(Collected data entries)

--*--

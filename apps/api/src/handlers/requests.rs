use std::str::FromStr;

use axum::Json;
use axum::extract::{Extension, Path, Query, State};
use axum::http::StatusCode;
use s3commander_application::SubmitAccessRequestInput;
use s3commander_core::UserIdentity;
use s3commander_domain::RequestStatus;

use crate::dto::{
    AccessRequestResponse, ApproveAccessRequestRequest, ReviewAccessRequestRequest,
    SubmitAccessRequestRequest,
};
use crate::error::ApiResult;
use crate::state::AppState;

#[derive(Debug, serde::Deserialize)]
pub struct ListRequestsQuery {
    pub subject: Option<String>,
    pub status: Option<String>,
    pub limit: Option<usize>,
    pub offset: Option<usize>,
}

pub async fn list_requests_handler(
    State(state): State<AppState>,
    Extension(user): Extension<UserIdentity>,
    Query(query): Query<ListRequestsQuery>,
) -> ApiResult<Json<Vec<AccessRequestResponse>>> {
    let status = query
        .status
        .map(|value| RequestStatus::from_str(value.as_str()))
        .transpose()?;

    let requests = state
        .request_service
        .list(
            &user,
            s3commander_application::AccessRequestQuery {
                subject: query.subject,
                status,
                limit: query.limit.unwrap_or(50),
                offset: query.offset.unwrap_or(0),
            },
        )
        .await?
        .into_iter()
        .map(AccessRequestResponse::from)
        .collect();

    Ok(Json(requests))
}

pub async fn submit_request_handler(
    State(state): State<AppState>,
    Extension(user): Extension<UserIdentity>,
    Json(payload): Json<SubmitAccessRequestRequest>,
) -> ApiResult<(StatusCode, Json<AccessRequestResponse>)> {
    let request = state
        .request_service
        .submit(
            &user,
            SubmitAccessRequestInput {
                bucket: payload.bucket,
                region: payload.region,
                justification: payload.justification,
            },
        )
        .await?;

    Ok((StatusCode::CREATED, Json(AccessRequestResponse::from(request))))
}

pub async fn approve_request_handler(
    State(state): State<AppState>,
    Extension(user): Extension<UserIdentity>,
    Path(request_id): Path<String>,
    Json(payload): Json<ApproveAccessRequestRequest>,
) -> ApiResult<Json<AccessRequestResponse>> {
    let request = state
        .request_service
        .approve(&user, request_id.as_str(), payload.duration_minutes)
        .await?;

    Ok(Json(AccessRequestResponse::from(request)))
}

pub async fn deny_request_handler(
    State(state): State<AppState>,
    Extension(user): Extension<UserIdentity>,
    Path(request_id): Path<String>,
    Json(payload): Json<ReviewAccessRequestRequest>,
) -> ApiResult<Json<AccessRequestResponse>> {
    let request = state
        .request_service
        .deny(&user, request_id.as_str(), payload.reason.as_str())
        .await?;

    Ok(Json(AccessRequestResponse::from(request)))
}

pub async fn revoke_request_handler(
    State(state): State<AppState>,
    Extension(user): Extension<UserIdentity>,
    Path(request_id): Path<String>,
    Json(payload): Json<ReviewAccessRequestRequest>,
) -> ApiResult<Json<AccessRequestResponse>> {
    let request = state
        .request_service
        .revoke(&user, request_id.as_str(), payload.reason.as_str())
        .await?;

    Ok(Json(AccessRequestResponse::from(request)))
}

--*--

All records are to be written out exactly.

filename apps/api/src/handlers/requests.rs
use std::str::FromStr;

use axum::Json;
use axum::extract::{Extension, Path, Query, State};
use axum::http::StatusCode;
use s3commander_application::SubmitAccessRequestInput;
use s3commander_core::UserIdentity;
use s3commander_domain::RequestStatus;

use crate::dto::{
    AccessRequestResponse, ApproveAccessRequestRequest, ReviewAccessRequestRequest,
    SubmitAccessRequestRequest,
};
use crate::error::ApiResult;
use crate::state::AppState;

#[derive(Debug, serde::Deserialize)]
pub struct ListRequestsQuery {
    pub subject: Option<String>,
    pub status: Option<String>,
    pub limit: Option<usize>,
    pub offset: Option<usize>,
}

pub async fn list_requests_handler(
    State(state): State<AppState>,
    Extension(user): Extension<UserIdentity>,
    Query(query): Query<ListRequestsQuery>,
) -> ApiResult<Json<Vec<AccessRequestResponse>>> {
    let status = query
        .status
        .map(|value| RequestStatus::from_str(value.as_str()))
        .transpose()?;

    let requests = state
        .request_service
        .list(
            &user,
            s3commander_application::AccessRequestQuery {
                subject: query.subject,
                status,
                limit: query.limit.unwrap_or(50),
                offset: query.offset.unwrap_or(0),
            },
        )
        .await?
        .into_iter()
        .map(AccessRequestResponse::from)
        .collect();

    Ok(Json(requests))
}

pub async fn submit_request_handler(
    State(state): State<AppState>,
    Extension(user): Extension<UserIdentity>,
    Json(payload): Json<SubmitAccessRequestRequest>,
) -> ApiResult<(StatusCode, Json<AccessRequestResponse>)> {
    let request = state
        .request_service
        .submit(
            &user,
            SubmitAccessRequestInput {
                bucket: payload.bucket,
                region: payload.region,
                justification: payload.justification,
            },
        )
        .await?;

    Ok((StatusCode::CREATED, Json(AccessRequestResponse::from(request))))
}

pub async fn approve_request_handler(
    State(state): State<AppState>,
    Extension(user): Extension<UserIdentity>,
    Path(request_id): Path<String>,
    Json(payload): Json<ApproveAccessRequestRequest>,
) -> ApiResult<Json<AccessRequestResponse>> {
    let request = state
        .request_service
        .approve(&user, request_id.as_str(), payload.duration_minutes)
        .await?;

    Ok(Json(AccessRequestResponse::from(request)))
}

pub async fn deny_request_handler(
    State(state): State<AppState>,
    Extension(user): Extension<UserIdentity>,
    Path(request_id): Path<String>,
    Json(payload): Json<ReviewAccessRequestRequest>,
) -> ApiResult<Json<AccessRequestResponse>> {
    let request = state
        .request_service
        .deny(&user, request_id.as_str(), payload.reason.as_str())
        .await?;

    Ok(Json(AccessRequestResponse::from(request)))
}

pub async fn revoke_request_handler(
    State(state): State<AppState>,
    Extension(user): Extension<UserIdentity>,
    Path(request_id): Path<String>,
    Json(payload): Json<ReviewAccessRequestRequest>,
) -> ApiResult<Json<AccessRequestResponse>> {
    let request = state
        .request_service
        .revoke(&user, request_id.as_str(), payload.reason.as_str())
        .await?;

    Ok(Json(AccessRequestResponse::from(request)))
}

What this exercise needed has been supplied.